@Deepak: I think where you calculate depends on your use case. You can calculate it in the Data Lake on historical data and use it wherever you want if you like. You can also calculate it in the data stream on a rolling window of values. I think it depends on what you are calculating that deviation for as well as where, when and why you want to use it.
Performance of course as well as structure of the data streams is also important to consider. For example, If the solution has multiple hubs for the same devices/data, you may have to do it at the data lake or come up with a stream aggregation methodology to push everything in properly. Remember, there are ways to reduce data at the first processor and still get the same answers to the aggregation processor as well if speed/size are issues for you.
I suppose the sum of the answer is "it depends greatly" as there are so many different ways to solve the problem.
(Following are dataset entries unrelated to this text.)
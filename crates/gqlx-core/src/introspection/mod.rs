//! The introspection types and the `__schema`, `__type` and `__typename`
//! meta-fields.
//!
//! Every [`Schema`](crate::schema::Schema) contains the introspection
//! types, so clients can query them with [`INTROSPECTION_QUERY`] like any
//! other field.

mod introspection_node;
mod introspection_types;

pub use introspection_node::IntrospectionNode;
pub(crate) use introspection_types::introspection_types;
pub(crate) use introspection_types::meta_fields;

/// The query GraphQL clients commonly send to discover a schema.
pub const INTROSPECTION_QUERY: &str = r#"
query IntrospectionQuery {
  __schema {
    description
    queryType { name }
    mutationType { name }
    subscriptionType { name }
    types {
      ...FullType
    }
    directives {
      name
      description
      isRepeatable
      locations
      args(includeDeprecated: true) {
        ...InputValue
      }
    }
  }
}

fragment FullType on __Type {
  kind
  name
  description
  specifiedByURL
  fields(includeDeprecated: true) {
    name
    description
    args(includeDeprecated: true) {
      ...InputValue
    }
    type {
      ...TypeRef
    }
    isDeprecated
    deprecationReason
  }
  inputFields(includeDeprecated: true) {
    ...InputValue
  }
  interfaces {
    ...TypeRef
  }
  enumValues(includeDeprecated: true) {
    name
    description
    isDeprecated
    deprecationReason
  }
  possibleTypes {
    ...TypeRef
  }
}

fragment InputValue on __InputValue {
  name
  description
  type { ...TypeRef }
  defaultValue
  isDeprecated
  deprecationReason
}

fragment TypeRef on __Type {
  kind
  name
  ofType {
    kind
    name
    ofType {
      kind
      name
      ofType {
        kind
        name
        ofType {
          kind
          name
          ofType {
            kind
            name
            ofType {
              kind
              name
              ofType {
                kind
                name
              }
            }
          }
        }
      }
    }
  }
}
"#;
use crate::types::Field;
use crate::types::FieldsThunk;
use crate::types::InputValue;
use crate::types::InterfaceType;
use crate::types::ObjectType;
use crate::types::TypeAnnotation;
use crate::types::TypeBuildError;
use indexmap::IndexMap;
use pretty_assertions::assert_eq;
use std::sync::Arc;
use std::sync::atomic::AtomicUsize;
use std::sync::atomic::Ordering;

type Result<T> = std::result::Result<T, TypeBuildError>;

fn string_field() -> Field {
    Field::new(TypeAnnotation::named("String"))
}

/// Verifies that fields and interfaces keep declaration order.
#[test]
fn fields_and_interfaces_in_order() -> Result<()> {
    let user = ObjectType::builder("User")
        .description("A person")
        .field("name", string_field())
        .field("id", Field::new(TypeAnnotation::named("ID").non_null()))
        .implements("Node")
        .implements("Named")
        .build()?;
    assert_eq!(user.name(), "User");
    assert_eq!(user.description(), Some("A person"));
    assert_eq!(user.fields().keys().collect::<Vec<_>>(), vec!["name", "id"]);
    assert_eq!(user.interface_names(), vec!["Node", "Named"]);
    assert!(user.implements("Node"));
    assert!(!user.implements("Entity"));
    assert!(!user.has_is_type_of());
    Ok(())
}

/// Verifies that duplicated fields and interface declarations are
/// rejected.
#[test]
fn duplicates_are_rejected() {
    let result = ObjectType::builder("User")
        .field("name", string_field())
        .field("name", string_field())
        .build();
    assert_eq!(
        result.err(),
        Some(TypeBuildError::DuplicateFieldNameDefinition {
            type_name: "User".to_string(),
            field_name: "name".to_string(),
        }),
    );

    let result = InterfaceType::builder("Node")
        .field("id", string_field())
        .implements("Entity")
        .implements("Entity")
        .build();
    assert_eq!(
        result.err(),
        Some(TypeBuildError::DuplicateInterfaceImplementsDeclaration {
            duplicated_interface_name: "Entity".to_string(),
            type_name: "Node".to_string(),
        }),
    );
}

/// Verifies that names must match the GraphQL name grammar.
#[test]
fn invalid_names() {
    assert_eq!(
        ObjectType::builder("9Lives").field("a", string_field()).build().err(),
        Some(TypeBuildError::InvalidNameStart {
            name: "9Lives".to_string(),
        }),
    );
    assert_eq!(
        ObjectType::builder("").build().err(),
        Some(TypeBuildError::EmptyName),
    );
    assert_eq!(
        ObjectType::builder("User").field("first name", string_field()).build().err(),
        Some(TypeBuildError::InvalidNameCharacter {
            name: "first name".to_string(),
        }),
    );
}

/// Verifies that a fields thunk runs once, on first use, and that its
/// fields follow eagerly declared ones.
#[test]
fn fields_thunk_is_lazy() -> Result<()> {
    let calls = Arc::new(AtomicUsize::new(0));
    let thunk_calls = Arc::clone(&calls);
    let user = ObjectType::builder("User")
        .field("id", string_field())
        .fields_thunk(move || {
            thunk_calls.fetch_add(1, Ordering::SeqCst);
            IndexMap::from([
                ("friends".to_string(), Field::new(TypeAnnotation::list(TypeAnnotation::named("User")))),
                ("id".to_string(), Field::new(TypeAnnotation::named("Int"))),
            ])
        })
        .build()?;
    assert_eq!(calls.load(Ordering::SeqCst), 0);

    assert_eq!(user.fields().keys().collect::<Vec<_>>(), vec!["id", "friends"]);
    assert_eq!(
        user.field("id").map(|f| f.type_annotation().to_string()),
        Some("String".to_string()),
    );
    let _ = user.fields();
    assert_eq!(calls.load(Ordering::SeqCst), 1);
    Ok(())
}

/// Verifies that ready fields are available without forcing, while a lazy
/// thunk stays unforced until read.
#[test]
fn ready_and_lazy_fields_thunks() {
    let ready = FieldsThunk::ready(IndexMap::from([("id".to_string(), string_field())]));
    assert!(ready.is_forced());
    assert_eq!(ready.get().keys().collect::<Vec<_>>(), vec!["id"]);

    let lazy = FieldsThunk::<Field>::lazy(|| IndexMap::from([("name".to_string(), string_field())]));
    assert!(!lazy.is_forced());
    assert_eq!(lazy.get().keys().collect::<Vec<_>>(), vec!["name"]);
    assert!(lazy.is_forced());

    assert!(FieldsThunk::<Field>::default().get().is_empty());
}

/// Verifies field arguments, descriptions and deprecation.
#[test]
fn field_details() {
    let field = string_field()
        .with_argument("first", InputValue::new(TypeAnnotation::named("Int")).with_default_value(10))
        .with_argument("after", InputValue::new(TypeAnnotation::named("String")))
        .with_description("Pages of names")
        .with_deprecation_reason("Use `people`");
    assert_eq!(field.arguments().keys().collect::<Vec<_>>(), vec!["first", "after"]);
    assert_eq!(
        field.argument("first").and_then(InputValue::default_value),
        Some(&crate::Value::Int(10)),
    );
    assert!(!field.argument("first").is_some_and(InputValue::is_required));
    assert_eq!(field.description(), Some("Pages of names"));
    assert_eq!(field.deprecation_state().reason(), Some("Use `people`"));
    assert!(field.resolver().is_none());
}
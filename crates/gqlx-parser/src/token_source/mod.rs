//! Token source trait and the string lexer.

mod graphql_token_source;
mod str_graphql_token_source;

pub use graphql_token_source::GraphQLTokenSource;
pub use str_graphql_token_source::StrGraphQLTokenSource;
use crate::ast::OperationType;
use crate::schema::SchemaBuilder;
use crate::types::DirectiveDefinition;
use crate::types::Field;
use crate::types::GraphQLType;
use crate::types::ObjectType;
use indexmap::IndexMap;
use std::collections::HashMap;
use std::sync::Arc;

/// The `__typename`, `__schema` and `__type` fields, which are resolvable
/// without being declared on any type.
#[derive(Clone, Debug)]
pub(crate) struct MetaFields {
    pub schema: Field,
    pub type_: Field,
    pub typename: Field,
}

/// Represents a fully validated and immutable GraphQL schema.
///
/// A [`Schema`] is `Send + Sync` and is meant to be built once and shared
/// (e.g. behind an [`Arc`]) across any number of concurrent executions.
#[derive(Clone, Debug)]
pub struct Schema {
    pub(crate) description: Option<String>,
    pub(crate) query_type: Arc<ObjectType>,
    pub(crate) mutation_type: Option<Arc<ObjectType>>,
    pub(crate) subscription_type: Option<Arc<ObjectType>>,
    pub(crate) types: IndexMap<String, GraphQLType>,
    pub(crate) directives: IndexMap<String, Arc<DirectiveDefinition>>,
    pub(crate) possible_types: HashMap<String, Vec<Arc<ObjectType>>>,
    pub(crate) meta_fields: MetaFields,
}
impl Schema {
    /// Helper function that just delegates to [`SchemaBuilder::new()`].
    pub fn builder() -> SchemaBuilder {
        SchemaBuilder::new()
    }

    pub fn description(&self) -> Option<&str> {
        self.description.as_deref()
    }

    /// The root type for query operations.
    pub fn query_type(&self) -> &Arc<ObjectType> {
        &self.query_type
    }

    pub fn mutation_type(&self) -> Option<&Arc<ObjectType>> {
        self.mutation_type.as_ref()
    }

    pub fn subscription_type(&self) -> Option<&Arc<ObjectType>> {
        self.subscription_type.as_ref()
    }

    /// The root type operations of the given kind execute against, if the
    /// schema defines one.
    pub fn root_type(&self, operation: OperationType) -> Option<&Arc<ObjectType>> {
        match operation {
            OperationType::Query => Some(&self.query_type),
            OperationType::Mutation => self.mutation_type.as_ref(),
            OperationType::Subscription => self.subscription_type.as_ref(),
        }
    }

    /// Every named type in this schema, including the built-in scalars it
    /// references and the introspection types.
    pub fn types(&self) -> &IndexMap<String, GraphQLType> {
        &self.types
    }

    pub fn get_type(&self, name: &str) -> Option<&GraphQLType> {
        self.types.get(name)
    }

    /// Every directive this schema supports, built-ins included.
    pub fn directives(&self) -> &IndexMap<String, Arc<DirectiveDefinition>> {
        &self.directives
    }

    pub fn get_directive(&self, name: &str) -> Option<&Arc<DirectiveDefinition>> {
        self.directives.get(name)
    }

    /// The object types a value of the abstract type named
    /// `abstract_type_name` may have at runtime. Empty for non-abstract
    /// types.
    pub fn get_possible_types(&self, abstract_type_name: &str) -> &[Arc<ObjectType>] {
        self.possible_types
            .get(abstract_type_name)
            .map(Vec::as_slice)
            .unwrap_or_default()
    }

    pub fn is_possible_type(&self, abstract_type_name: &str, object_type_name: &str) -> bool {
        self.get_possible_types(abstract_type_name)
            .iter()
            .any(|object_type| object_type.name() == object_type_name)
    }

    /// Looks up a field the way the executor does: `__typename` exists on
    /// every object type, `__schema` and `__type` exist on the query root,
    /// and everything else comes from the type's own fields.
    pub fn field_definition<'a>(
        &'a self,
        parent_type: &'a ObjectType,
        field_name: &str,
    ) -> Option<&'a Field> {
        match field_name {
            "__typename" => Some(&self.meta_fields.typename),
            "__schema" if parent_type.name() == self.query_type.name() => {
                Some(&self.meta_fields.schema)
            },
            "__type" if parent_type.name() == self.query_type.name() => {
                Some(&self.meta_fields.type_)
            },
            _ => parent_type.field(field_name),
        }
    }
}
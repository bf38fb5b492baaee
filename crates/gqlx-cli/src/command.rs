use crate::Cli;
use crate::CommandResult;

pub(crate) trait RunnableCommand: std::fmt::Debug {
    async fn run(self, cli: Cli) -> CommandResult;
}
I don't see why not. I'm interested to hear the use case. One thing to note is because I can do something, doesn't mean I necessarily will. For example, to generate an ML model on the fly in a stream means you have access to basically a windowed snapshot of the data, which is likely not very much data, you could theoretically bring in the historical stores as well, but then in my opinion you are defeating the purpose of Stream Analytics.
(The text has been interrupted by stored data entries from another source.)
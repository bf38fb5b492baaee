use crate::ast;
use crate::execution::ExecutionContext;
use crate::types::ObjectType;
use indexmap::IndexMap;
use std::collections::HashSet;

/// Fields grouped by response key, in the order the keys first appear.
pub(crate) type GroupedFields<'a> = IndexMap<&'a str, Vec<&'a ast::Field>>;

/// Gathers the fields `selection_set` selects on `runtime_type` into
/// `fields`, expanding fragments whose type condition applies.
///
/// Each named fragment is expanded at most once per call tree, which also
/// keeps cyclic fragment spreads from recursing forever.
///
/// https://spec.graphql.org/October2021/#CollectFields()
pub(crate) fn collect_fields<'a>(
    ctx: &ExecutionContext<'a>,
    runtime_type: &ObjectType,
    selection_set: &'a ast::SelectionSet,
    fields: &mut GroupedFields<'a>,
    visited_fragments: &mut HashSet<&'a str>,
) {
    for selection in &selection_set.selections {
        if !should_include_node(ctx, selection.directives()) {
            continue;
        }
        match selection {
            ast::Selection::Field(field) => {
                fields.entry(field.response_key()).or_default().push(field);
            },
            ast::Selection::InlineFragment(fragment) => {
                if !does_fragment_condition_match(
                    ctx,
                    fragment.type_condition.as_ref(),
                    runtime_type,
                ) {
                    continue;
                }
                collect_fields(
                    ctx,
                    runtime_type,
                    &fragment.selection_set,
                    fields,
                    visited_fragments,
                );
            },
            ast::Selection::FragmentSpread(spread) => {
                let fragment_name = spread.name.as_str();
                if !visited_fragments.insert(fragment_name) {
                    continue;
                }
                let Some(fragment) = ctx.fragments.get(fragment_name).copied() else {
                    continue;
                };
                if !does_fragment_condition_match(
                    ctx,
                    Some(&fragment.type_condition),
                    runtime_type,
                ) {
                    continue;
                }
                collect_fields(
                    ctx,
                    runtime_type,
                    &fragment.selection_set,
                    fields,
                    visited_fragments,
                );
            },
        }
    }
}

/// `@skip(if: true)` excludes a selection and wins over `@include`;
/// `@include(if: false)` excludes it too.
fn should_include_node(ctx: &ExecutionContext<'_>, directives: &[ast::Directive]) -> bool {
    if directives.is_empty() {
        return true;
    }
    if directive_condition(ctx, "skip", directives) == Some(true) {
        return false;
    }
    directive_condition(ctx, "include", directives) != Some(false)
}

/// The coerced `if` argument of the named directive, when it is present.
fn directive_condition(
    ctx: &ExecutionContext<'_>,
    directive_name: &str,
    directives: &[ast::Directive],
) -> Option<bool> {
    let directive_def = ctx.schema.get_directive(directive_name)?;
    match crate::coercion::get_directive_values(
        ctx.schema,
        directive_def,
        directives,
        &ctx.variable_values,
    ) {
        Ok(args) => args?.get("if")?.as_bool(),
        Err(err) => {
            log::debug!("ignoring invalid @{directive_name}: {err}");
            None
        },
    }
}

fn does_fragment_condition_match(
    ctx: &ExecutionContext<'_>,
    type_condition: Option<&ast::NamedType>,
    runtime_type: &ObjectType,
) -> bool {
    let Some(type_condition) = type_condition else {
        return true;
    };
    let condition_name = type_condition.name.as_str();
    if condition_name == runtime_type.name() {
        return true;
    }
    ctx.schema
        .get_type(condition_name)
        .is_some_and(|condition_type| condition_type.is_abstract())
        && ctx.schema.is_possible_type(condition_name, runtime_type.name())
}
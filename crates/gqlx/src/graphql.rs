use gqlx_core::ExecutionResult;
use gqlx_core::GraphQLError;
use gqlx_core::execution::ExecutionArgs;
use gqlx_core::execution::execute;
use gqlx_core::schema::Schema;
use gqlx_core::validation::ValidationRule;
use gqlx_core::validation::specified_rules;
use gqlx_core::validation::validate;

/// Parses, validates and executes `source` against `schema`.
///
/// Syntax errors and validation errors are reported in the result's
/// `errors` with `data` absent; nothing is executed in either case.
pub fn graphql(schema: &Schema, source: &str, args: ExecutionArgs) -> ExecutionResult {
    graphql_with_rules(schema, source, args, &specified_rules())
}

/// Like [`graphql`], but validates with `rules` instead of
/// [`specified_rules`].
pub fn graphql_with_rules(
    schema: &Schema,
    source: &str,
    args: ExecutionArgs,
    rules: &[Box<dyn ValidationRule>],
) -> ExecutionResult {
    let document = match gqlx_parser::parse(source) {
        Ok(document) => document,
        Err(parse_errors) => {
            log::debug!("request has {} syntax error(s)", parse_errors.len());
            return ExecutionResult::from_errors(
                parse_errors.iter().map(GraphQLError::from_parse_error).collect(),
            );
        },
    };

    let validation_errors = validate(schema, &document, rules);
    if !validation_errors.is_empty() {
        log::debug!("request failed validation with {} error(s)", validation_errors.len());
        return ExecutionResult::from_errors(validation_errors);
    }

    execute(schema, &document, args)
}
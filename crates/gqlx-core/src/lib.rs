//! The type system and executor of the `gqlx` GraphQL engine.
//!
//! A [`Schema`](schema::Schema) is assembled from [`types`] with a
//! [`SchemaBuilder`](schema::SchemaBuilder), which checks it once up front.
//! Parsed documents (see [`gqlx_parser`]) are checked by [`validation`] and
//! then evaluated by [`execution::execute`] against a caller-supplied root
//! [`Value`], producing an [`ExecutionResult`].
//!
//! ```
//! use gqlx_core::ExecutionResult;
//! use gqlx_core::execution::ExecutionArgs;
//! use gqlx_core::schema::SchemaBuilder;
//! use gqlx_core::types::Field;
//! use gqlx_core::types::ObjectType;
//! use gqlx_core::types::TypeAnnotation;
//!
//! let query = ObjectType::builder("Query")
//!     .field(
//!         "hello",
//!         Field::new(TypeAnnotation::named("String"))
//!             .with_resolver(|_source, _info, _args| Ok("World".into())),
//!     )
//!     .build()
//!     .expect("valid type");
//! let schema = SchemaBuilder::new().query(query).build().expect("valid schema");
//!
//! let document = gqlx_parser::parse("{ hello }").expect("valid document");
//! let result: ExecutionResult =
//!     gqlx_core::execution::execute(&schema, &document, ExecutionArgs::new());
//! assert_eq!(result.to_json(), serde_json::json!({"data": {"hello": "World"}}));
//! ```

pub mod coercion;
pub mod execution;
mod execution_result;
mod graphql_error;
pub mod introspection;
pub mod schema;
pub mod types;
pub mod validation;
mod value;

pub use execution_result::ExecutionResult;
pub use graphql_error::ErrorLocation;
pub use graphql_error::GraphQLError;
pub use graphql_error::PathSegment;
pub use value::Arguments;
pub use value::AsAny;
pub use value::Callable;
pub use value::Deferred;
pub use value::ObjectValue;
pub use value::Value;

/// Re-exported so callers can name AST types without a direct dependency.
pub use gqlx_parser::ast;

#[cfg(test)]
mod tests;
I would generate an ML model from my historical stores first, then dynamically pull up that model from stream and compare incoming objects to that. I also do normalization of windowed objects (if necessary) in the stream. You have to architect you ML algorithm fairly intelligently to use in Stream Analytics as to update the query itself, you need to recycle the stream job. You could theoretically stand up a second job, then shut down the first. I haven't tried it, but it should work.
@Lars: wasb:// Blob storage is HDFS compliant, however I would suggest for new products to use Azure Data Lake as it is HDFS compliant, has infinite data capabilities and will support U-SQL and Azure Data Lake Analytics packages.